У Рейнера так болела голова, что даже рычание Ричарда Львиное Сердце никак не подействовало на него. Коротко он рассказал, что случилось. Ричард ему посочувствовал, но не более того.

— Я больше ни часу не могу оставаться в Генуе. Чем дольше я здесь, тем больше от меня требует французский король. Когда я сказался вчера больным, он был сама любезность, а на рассвете прислал мне записку с просьбой дать ему пять галер. Я предложил ему три, но он отказался, проклятый ублюдок! Нет, мой мальчик, мы отплываем. Знаю, знаю, тебе хочется повидать свою милую, однако придется подождать до Сицилии. У меня там есть одно семейное дело — вернуть приданое сестры Иоанны. Если не получится сделать это быстро, будем там зимовать, — злобно заключил он, раздраженный непредвиденным промедлением. — А тебе, Рейнер, надо хорошенько запомнить, что наша цель Сицилия, а не дамские сердца.

— Да, сир. — Рейнер хорошо понимал причину необычной резкости короля. Он помнил, как еще совсем недавно в Везлэ не знал другой цели, чем Гроб Господень и Святой Крест, но, стоило ему взглянуть на хорошенькое личико Алуетт де Шеневи, как путешествие на другой край света стало для него дорогой к счастью и наслаждению. Нет, он не забыл о цели крестового похода, об освобождении святых мест от язычников, однако даже победа не станет для него событием, если не подарит любовь француженки.

Глава 7

— Расскажи мне, Эрменгарда, что ты видишь, — требовала Алуетт от своей камеристки, стоя на палубе в одно прекрасное утро в середине сентября. До Сицилии оставалось не больше одного лье. Надо было лишь пересечь Мессинский пролив.

— Пристань похожа на серп, миледи, и хорошо защищена высокими черными горами.

— Я слыхала, здесь много вулканов. Не хотелось бы, чтоб они вдруг проснулись.

Алуетт передернула худенькими плечами, отчего локон выбился из-под платка, похожего на камилавку, и она подняла руку убрать его со щеки.
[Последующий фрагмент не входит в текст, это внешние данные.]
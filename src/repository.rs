use crate::error::RepoError;
use crate::models::{
    AdminStats, Entry, EntryPayload, UpdateEntryRequest, User, UserChanges, UserRecord,
};
use async_trait::async_trait;
use sqlx::PgPool;
use std::sync::Arc;

/// Repository Trait
///
/// Abstract contract for all persistence operations. Handlers only see this trait,
/// which lets the tests swap in in-memory implementations.
///
/// `Send + Sync + async_trait` make `Arc<dyn Repository>` usable across Axum's task
/// boundaries.
#[async_trait]
pub trait Repository: Send + Sync {
    // --- Users ---
    // Fails with `RepoError::Duplicate` when the name or email is taken.
    async fn create_user(
        &self,
        name: &str,
        email: &str,
        password_hash: &str,
        role: &str,
    ) -> Result<User, RepoError>;
    // Returns the user called `name`, inserting it first when missing.
    async fn ensure_user(
        &self,
        name: &str,
        email: &str,
        password_hash: &str,
        role: &str,
    ) -> Result<User, RepoError>;
    // Credential lookup for login; returns the row including the password hash.
    async fn find_user_by_name(&self, name: &str) -> Result<Option<UserRecord>, RepoError>;
    async fn get_users(&self) -> Result<Vec<User>, RepoError>;
    async fn update_user(&self, id: i64, changes: UserChanges) -> Result<Option<User>, RepoError>;
    // Removes the account; its entries go with it.
    async fn delete_user(&self, id: i64) -> Result<bool, RepoError>;

    // --- Owner-scoped entries ---
    // Newest first.
    async fn get_entries(&self, user_id: i64) -> Result<Vec<Entry>, RepoError>;
    async fn create_entry(&self, user_id: i64, payload: EntryPayload) -> Result<Entry, RepoError>;
    // Owner-Only: `None` when the entry is missing or belongs to someone else.
    async fn update_entry(
        &self,
        id: i64,
        user_id: i64,
        req: UpdateEntryRequest,
    ) -> Result<Option<Entry>, RepoError>;
    async fn delete_entry(&self, id: i64, user_id: i64) -> Result<bool, RepoError>;

    // --- Admin ---
    async fn get_all_entries(&self) -> Result<Vec<Entry>, RepoError>;
    async fn update_any_entry(
        &self,
        id: i64,
        req: UpdateEntryRequest,
    ) -> Result<Option<Entry>, RepoError>;
    async fn delete_any_entry(&self, id: i64) -> Result<bool, RepoError>;
    async fn get_stats(&self) -> Result<AdminStats, RepoError>;
}

/// RepositoryState
///
/// The shared handle to the persistence layer stored in `AppState`.
pub type RepositoryState = Arc<dyn Repository>;

/// PostgresRepository
///
/// `Repository` backed by PostgreSQL. Queries are bound at runtime so the crate
/// builds without a live database.
pub struct PostgresRepository {
    pool: PgPool,
}

impl PostgresRepository {
    pub fn new(pool: PgPool) -> Self {
        Self { pool }
    }
}

const USER_COLUMNS: &str = "id, name, email, role, created_at, updated_at";
const ENTRY_COLUMNS: &str = "id, user_id, situation, text, colour, icon, created_at, updated_at";

#[async_trait]
impl Repository for PostgresRepository {
    async fn create_user(
        &self,
        name: &str,
        email: &str,
        password_hash: &str,
        role: &str,
    ) -> Result<User, RepoError> {
        let query = format!(
            "INSERT INTO users (name, email, password_hash, role) VALUES ($1, $2, $3, $4) RETURNING {USER_COLUMNS}"
        );
        sqlx::query_as::<_, User>(&query)
            .bind(name)
            .bind(email)
            .bind(password_hash)
            .bind(role)
            .fetch_one(&self.pool)
            .await
            .map_err(RepoError::from_sqlx)
    }

    /// ensure_user
    ///
    /// Insert-or-fetch keyed on the unique `name`. The no-op `DO UPDATE` makes
    /// `RETURNING` yield the existing row on conflict.
    async fn ensure_user(
        &self,
        name: &str,
        email: &str,
        password_hash: &str,
        role: &str,
    ) -> Result<User, RepoError> {
        let query = format!(
            r#"
            INSERT INTO users (name, email, password_hash, role)
            VALUES ($1, $2, $3, $4)
            ON CONFLICT (name) DO UPDATE SET name = EXCLUDED.name
            RETURNING {USER_COLUMNS}
            "#
        );
        sqlx::query_as::<_, User>(&query)
            .bind(name)
            .bind(email)
            .bind(password_hash)
            .bind(role)
            .fetch_one(&self.pool)
            .await
            .map_err(RepoError::from_sqlx)
    }

    async fn find_user_by_name(&self, name: &str) -> Result<Option<UserRecord>, RepoError> {
        sqlx::query_as::<_, UserRecord>(
            "SELECT id, name, email, password_hash, role, created_at, updated_at FROM users WHERE name = $1",
        )
        .bind(name)
        .fetch_optional(&self.pool)
        .await
        .map_err(RepoError::from_sqlx)
    }

    async fn get_users(&self) -> Result<Vec<User>, RepoError> {
        let query = format!("SELECT {USER_COLUMNS} FROM users ORDER BY id");
        sqlx::query_as::<_, User>(&query)
            .fetch_all(&self.pool)
            .await
            .map_err(RepoError::from_sqlx)
    }

    /// update_user
    ///
    /// `COALESCE` keeps the stored value for every field left as `None`.
    async fn update_user(&self, id: i64, changes: UserChanges) -> Result<Option<User>, RepoError> {
        let query = format!(
            r#"
            UPDATE users
            SET name = COALESCE($2, name),
                role = COALESCE($3, role),
                password_hash = COALESCE($4, password_hash),
                updated_at = NOW()
            WHERE id = $1
            RETURNING {USER_COLUMNS}
            "#
        );
        sqlx::query_as::<_, User>(&query)
            .bind(id)
            .bind(changes.name)
            .bind(changes.role)
            .bind(changes.password_hash)
            .fetch_optional(&self.pool)
            .await
            .map_err(RepoError::from_sqlx)
    }

    /// delete_user
    ///
    /// Entries are removed by the `ON DELETE CASCADE` foreign key.
    async fn delete_user(&self, id: i64) -> Result<bool, RepoError> {
        let result = sqlx::query("DELETE FROM users WHERE id = $1")
            .bind(id)
            .execute(&self.pool)
            .await
            .map_err(RepoError::from_sqlx)?;
        Ok(result.rows_affected() > 0)
    }

    async fn get_entries(&self, user_id: i64) -> Result<Vec<Entry>, RepoError> {
        let query = format!(
            "SELECT {ENTRY_COLUMNS} FROM entries WHERE user_id = $1 ORDER BY created_at DESC, id DESC"
        );
        sqlx::query_as::<_, Entry>(&query)
            .bind(user_id)
            .fetch_all(&self.pool)
            .await
            .map_err(RepoError::from_sqlx)
    }

    async fn create_entry(&self, user_id: i64, payload: EntryPayload) -> Result<Entry, RepoError> {
        let query = format!(
            "INSERT INTO entries (user_id, situation, text, colour, icon) VALUES ($1, $2, $3, $4, $5) RETURNING {ENTRY_COLUMNS}"
        );
        sqlx::query_as::<_, Entry>(&query)
            .bind(user_id)
            .bind(payload.situation)
            .bind(payload.text)
            .bind(payload.colour)
            .bind(payload.icon)
            .fetch_one(&self.pool)
            .await
            .map_err(RepoError::from_sqlx)
    }

    /// update_entry
    ///
    /// Owner-Only partial update: the `user_id` predicate makes foreign entries
    /// indistinguishable from missing ones.
    async fn update_entry(
        &self,
        id: i64,
        user_id: i64,
        req: UpdateEntryRequest,
    ) -> Result<Option<Entry>, RepoError> {
        let query = format!(
            r#"
            UPDATE entries
            SET situation = COALESCE($3, situation),
                text = COALESCE($4, text),
                colour = COALESCE($5, colour),
                icon = COALESCE($6, icon),
                updated_at = NOW()
            WHERE id = $1 AND user_id = $2
            RETURNING {ENTRY_COLUMNS}
            "#
        );
        sqlx::query_as::<_, Entry>(&query)
            .bind(id)
            .bind(user_id)
            .bind(req.situation)
            .bind(req.text)
            .bind(req.colour)
            .bind(req.icon)
            .fetch_optional(&self.pool)
            .await
            .map_err(RepoError::from_sqlx)
    }

    async fn delete_entry(&self, id: i64, user_id: i64) -> Result<bool, RepoError> {
        let result = sqlx::query("DELETE FROM entries WHERE id = $1 AND user_id = $2")
            .bind(id)
            .bind(user_id)
            .execute(&self.pool)
            .await
            .map_err(RepoError::from_sqlx)?;
        Ok(result.rows_affected() > 0)
    }

    async fn get_all_entries(&self) -> Result<Vec<Entry>, RepoError> {
        let query = format!("SELECT {ENTRY_COLUMNS} FROM entries ORDER BY created_at DESC, id DESC");
        sqlx::query_as::<_, Entry>(&query)
            .fetch_all(&self.pool)
            .await
            .map_err(RepoError::from_sqlx)
    }

    /// update_any_entry
    ///
    /// **Admin Override**: same partial update as `update_entry`, without the owner check.
    async fn update_any_entry(
        &self,
        id: i64,
        req: UpdateEntryRequest,
    ) -> Result<Option<Entry>, RepoError> {
        let query = format!(
            r#"
            UPDATE entries
            SET situation = COALESCE($2, situation),
                text = COALESCE($3, text),
                colour = COALESCE($4, colour),
                icon = COALESCE($5, icon),
                updated_at = NOW()
            WHERE id = $1
            RETURNING {ENTRY_COLUMNS}
            "#
        );
        sqlx::query_as::<_, Entry>(&query)
            .bind(id)
            .bind(req.situation)
            .bind(req.text)
            .bind(req.colour)
            .bind(req.icon)
            .fetch_optional(&self.pool)
            .await
            .map_err(RepoError::from_sqlx)
    }

    async fn delete_any_entry(&self, id: i64) -> Result<bool, RepoError> {
        let result = sqlx::query("DELETE FROM entries WHERE id = $1")
            .bind(id)
            .execute(&self.pool)
            .await
            .map_err(RepoError::from_sqlx)?;
        Ok(result.rows_affected() > 0)
    }

    async fn get_stats(&self) -> Result<AdminStats, RepoError> {
        let total_users: i64 = sqlx::query_scalar("SELECT COUNT(*) FROM users")
            .fetch_one(&self.pool)
            .await
            .map_err(RepoError::from_sqlx)?;
        let total_admins: i64 = sqlx::query_scalar("SELECT COUNT(*) FROM users WHERE role = 'admin'")
            .fetch_one(&self.pool)
            .await
            .map_err(RepoError::from_sqlx)?;
        let total_entries: i64 = sqlx::query_scalar("SELECT COUNT(*) FROM entries")
            .fetch_one(&self.pool)
            .await
            .map_err(RepoError::from_sqlx)?;
        Ok(AdminStats {
            total_users,
            total_admins,
            total_entries,
        })
    }
}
— Все в руках Божьих, — ответила Эрменгарда, истово крестясь. — Еще я вижу маленькие рощицы, кажется, это оливы и лимоны, — добавила старуха, когда галеон приблизился к берегу.

— Ты видишь дворец? В нем живет королева Иоанна, сестра Ричарда Плантагенета.

— Да, вижу. Серый каменный дом, очень большой и стоит на высоком месте. Кажется, теперь островом правит Танкред, кузен короля, хотя его законной наследницей была сестра Плантагенета. Говорят, он почти карлик, — сказала Эрменгарда, тоже не прочь иногда посплетничать.

— Что ж, его счастье, если Ричард не заставит его играть шута, — проговорила Алуетт. — А английские корабли уже там? Ты не видишь их флагмана?

— Там полно и английских, и французских кораблей, а вот этого нет, — ответила служанка, обратив на Алуетт долгий испытующий взгляд.

Все время, пока они плыли из Генуи, Алуетт казалась совершенно спокойной. Ужасное разочарование, прежде незнакомое уравновешенной девушке, лежало у нее на сердце неизбывной печалью. Много времени она проводила в молитвах, но они не приносили ей облегчения. Не веселило ее и почти постоянное внимание рыцаря из приближенных Филиппа. Фулк де Лангр не упускал случая подойти к ней — то что-нибудь сказать, то угостить сладостями или вином.